Publication: CNN.com
Article: "Commentary: Legalize Drugs to Stop Violence" by Jeffrey A. Mirion
Mirion, a senior economics lecturer at Harvard, argues that only the legalization of drugs can end the escalation of violence in Mexico:

Prohibition creates violence because it drives the drug market underground. This means buyers and sellers cannot resolve their disputes with lawsuits, arbitration or advertising, so they resort to violence instead.

Violence was common in the alcohol industry when it was banned during Prohibition, but not before or after.

Violence is the norm in illicit gambling markets but not in legal ones. Violence is routine when prostitution is banned but not when it's permitted. Violence results from policies that create black markets, not from the characteristics of the good or activity in question.

Additionally, Mirion argues there other compelling reasons to end the prohibition on drugs, namely that prohibition breeds corruption in law enforcement and politics, and is a huge drain on state and federal financial resources.

"Publication":
As much as I hate citing a 24-hour news network: CNBC
"Article": ??
This is a clip from CNBC featuring a panel discussing marijuana prohibition, sparked by Attorney General Eric Holder's comments suggesting a different approach to marijuana laws by the Obama Administration (from the Associated Press: Holder "told reporters federal agents will target marijuana distributors that violate both federal and state law — a departure from the Bush administration which targeted medical marijuana dispensaries in California, even if they complied with that state's law.").
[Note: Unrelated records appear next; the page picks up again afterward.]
use chrono::{DateTime, Utc};
use serde::{Deserialize, Serialize};

use crate::enums::TestLanguage;

const PREVIEW_LINES: usize = 10;

/// A shared test case for a project.
#[derive(Debug, Clone, Serialize, Deserialize, PartialEq, Eq)]
pub struct TestCase {
    pub id: i64,
    #[serde(default)]
    pub project_id: Option<i64>,
    #[serde(default)]
    pub project_name: String,
    pub title: String,
    #[serde(default)]
    pub description: Option<String>,
    #[serde(default)]
    pub code: Option<String>,
    #[serde(default)]
    pub code_preview: Option<String>,
    #[serde(default = "default_language")]
    pub language: String,
    #[serde(default)]
    pub downloads: u64,
    #[serde(default)]
    pub is_approved: bool,
    #[serde(rename = "user_login", default)]
    pub author: String,
    #[serde(default, deserialize_with = "super::timestamp::deserialize")]
    pub created_at: Option<DateTime<Utc>>,
}

fn default_language() -> String {
    TestLanguage::default().as_str().to_string()
}

impl TestCase {
    /// Server-side preview when present, else the first lines of the code.
    #[must_use]
    pub fn preview(&self) -> String {
        if let Some(preview) = &self.code_preview {
            return preview.clone();
        }
        self.code
            .as_deref()
            .unwrap_or_default()
            .lines()
            .take(PREVIEW_LINES)
            .collect::<Vec<_>>()
            .join("\n")
    }

    /// Language parsed into the form enum; unknown languages map to `Other`.
    #[must_use]
    pub fn language_kind(&self) -> TestLanguage {
        self.language.parse().unwrap_or(TestLanguage::Other)
    }
}
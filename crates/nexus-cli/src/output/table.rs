//! Plain aligned tables for terminal output.

const MIN_COLUMN: usize = 6;
const SEPARATOR: &str = "  ";

#[derive(Clone, Copy, Debug)]
pub struct TableOptions {
    pub max_width: Option<usize>,
    pub color: bool,
}

/// Render `rows` under `headers`, padding each column to its widest cell.
///
/// Numeric cells are right-aligned. When `max_width` is set the widest
/// columns shrink first and over-long cells end in `…`.
#[must_use]
pub fn render_entity_table(headers: &[&str], rows: &[Vec<String>], options: TableOptions) -> String {
    let mut widths: Vec<usize> = headers
        .iter()
        .enumerate()
        .map(|(index, header)| {
            rows.iter()
                .filter_map(|row| row.get(index))
                .map(|cell| cell.chars().count())
                .max()
                .unwrap_or(0)
                .max(header.chars().count())
                .max(MIN_COLUMN)
        })
        .collect();

    shrink_to_fit(&mut widths, headers, options.max_width);

    let header_line = headers
        .iter()
        .zip(&widths)
        .map(|(header, &width)| pad(&truncate(header, width), width, false))
        .collect::<Vec<_>>()
        .join(SEPARATOR);
    let divider = "-".repeat(header_line.chars().count());

    let mut lines = Vec::with_capacity(rows.len() + 2);
    lines.push(header_line);
    lines.push(divider);
    for row in rows {
        let line = widths
            .iter()
            .enumerate()
            .map(|(index, &width)| {
                let cell = truncate(row.get(index).map_or("-", String::as_str), width);
                let padded = pad(&cell, width, looks_numeric(&cell));
                if options.color {
                    colorize(&cell, padded)
                } else {
                    padded
                }
            })
            .collect::<Vec<_>>()
            .join(SEPARATOR);
        lines.push(line.trim_end().to_string());
    }
    lines.join("\n")
}

fn shrink_to_fit(widths: &mut [usize], headers: &[&str], max_width: Option<usize>) {
    let Some(max_width) = max_width else {
        return;
    };
    let separators = widths.len().saturating_sub(1) * SEPARATOR.len();

    while widths.iter().sum::<usize>() + separators > max_width {
        let widest = widths
            .iter()
            .enumerate()
            .filter(|&(index, &width)| width > headers[index].len().max(MIN_COLUMN))
            .max_by_key(|&(_, &width)| width)
            .map(|(index, _)| index);
        let Some(index) = widest else {
            break;
        };
        widths[index] -= 1;
    }
}

fn truncate(value: &str, width: usize) -> String {
    if value.chars().count() <= width {
        return value.to_string();
    }
    if width <= 1 {
        return "…".to_string();
    }
    let mut out: String = value.chars().take(width - 1).collect();
    out.push('…');
    out
}

fn looks_numeric(value: &str) -> bool {
    let trimmed = value.trim();
    !trimmed.is_empty()
        && trimmed
            .chars()
            .all(|ch| ch.is_ascii_digit() || matches!(ch, '-' | '+' | '.' | '%'))
}

fn pad(value: &str, width: usize, right_align: bool) -> String {
    let fill = " ".repeat(width.saturating_sub(value.chars().count()));
    if right_align {
        format!("{fill}{value}")
    } else {
        format!("{value}{fill}")
    }
}

/// Wrap status-like cells in an ANSI color; padding stays outside the codes.
fn colorize(cell: &str, padded: String) -> String {
    let code = match cell.to_ascii_lowercase().as_str() {
        "open" | "active" | "approved" | "staff" => "32",
        "pending" | "resolved" | "medium urgency" => "33",
        "staff decided" | "high urgency" => "31",
        _ => return padded,
    };
    padded.replacen(cell, &format!("\u{1b}[{code}m{cell}\u{1b}[0m"), 1)
}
Of course, there remains plenty of vocal support against legalization (or legalization's boring cousin - decriminalization) and according to a recent CBS News poll, only 31% of Americans believe marijuana should be legal. However, perhaps this increase in coverage means we're ready to have an open conversation about American and international drug policy. Or maybe it just means the hippie college professors, libertarians, and High Times subscribers got jobs as economists and journalists.